Would you please try this one from Iran with modified certificate and port and let me know if it works: 68.183.70.255:5432

We are trying to find out if Iran is blocking some datacenter by default.

All Meta data-centers are blocked in Iran.

[ydagnhienil]

@AliAkhtari78 the one which you tested was by Digitalocean datacenter. Can you please test this one which is hosted by Oracle and let me know id it works: 141.148.228.97:82

[dgoryeo]

ld the

@ydagnhienil, would you be able to share your code --yml asns ssh?

[dgoryeo]

Can one use the docker command to remap ports?

docker run -it -p 80:80 -p 443:443 -p 5432:5222 -p 8080:8080 -p 8443:8443 -p 8222:8222 -p 8199:8199 whatsapp_proxy:1.0

Will this command override the yml settings?

[slawlor]

Can one use the docker command to remap ports?

This should be addressed in the FAQ. tl;dr; yes you can, but 443 will cause problem in re-mapping. Additionally you don't need to expose all the ports, just the ones you're going to use.

[slawlor]

97 should help with certification property detection

[dgoryeo]

I just tried with 3 IP addresses from google cloud: 2 from Europe West, and 1 from US Central. All three were blocked from Iran -- ping does not go through. I wonder if any IP from Google pool of IPs is blocked. The IPs star with 34.xxx.xxx.xxx.

Does anyone know a good way to get an static IP / dedicated IP address? I'm suspecting that getting IPs from any VPN provider would have similar faith as the Google IPs --being blocked. Any thoughts?

[JohnSirous]

@AliAkhtari78 the one which you tested was by Digitalocean datacenter.
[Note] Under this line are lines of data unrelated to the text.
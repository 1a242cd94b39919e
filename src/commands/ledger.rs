//! Ledger command handler

use std::path::Path;

use anyhow::{Context, Result};

use revtag::config::Config;
use revtag::domain::ports::LedgerRepository;
use revtag::JsonLedgerRepository;

pub fn cmd_ledger(root: &Path, json: bool) -> Result<()> {
    let (config, _) = Config::load_or_default(root)?;
    let path = config.ledger_path(root);

    let ledger = JsonLedgerRepository::new()
        .load(&path)
        .with_context(|| format!("reading ledger {}", path.display()))?;

    if json {
        let entries: serde_json::Map<String, serde_json::Value> = ledger
            .entries()
            .map(|(key, entry)| {
                (
                    key.to_string(),
                    serde_json::json!({
                        "hash": entry.hash(),
                        "version": entry.version(),
                        "fileName": entry.file_name(),
                    }),
                )
            })
            .collect();
        println!("{}", serde_json::to_string(&entries)?);
        return Ok(());
    }

    if ledger.is_empty() {
        println!("Ledger is empty ({})", path.display());
        return Ok(());
    }

    let width = ledger.keys().map(|k| k.to_string().len()).max().unwrap_or(0);
    for (key, entry) in ledger.entries() {
        println!(
            "{:<width$}  v{:<4} {}",
            key.to_string(),
            entry.version(),
            entry.file_name(),
            width = width
        );
    }
    println!("\n{} entries", ledger.len());
    Ok(())
}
Can you please test this one which is hosted by Oracle and let me know id it works: 141.148.228.97:82

Really slow connection It seems they interrupt TCP handshake or puts lots of delay

[JohnSirous]

Government actively check news and websites that published proxies and VPNs. when you put the IP-address of proxies in a public website, they easily block all IPs.

[GewoonJaap]

Are there any hosting providers that offer servers in Iran? Would be handy to check if proxies are blocked or not

[dgoryeo]

I don't live in Iran but it is my understadning that there are no providers in Iran. There is an active reddit thread on this. Most posts indicate that known VPN providers are blocked, however some of the ExpressVPN servers in the Netherlands go through. The situation chages daily and people inform each other in real time to switch servers when needed.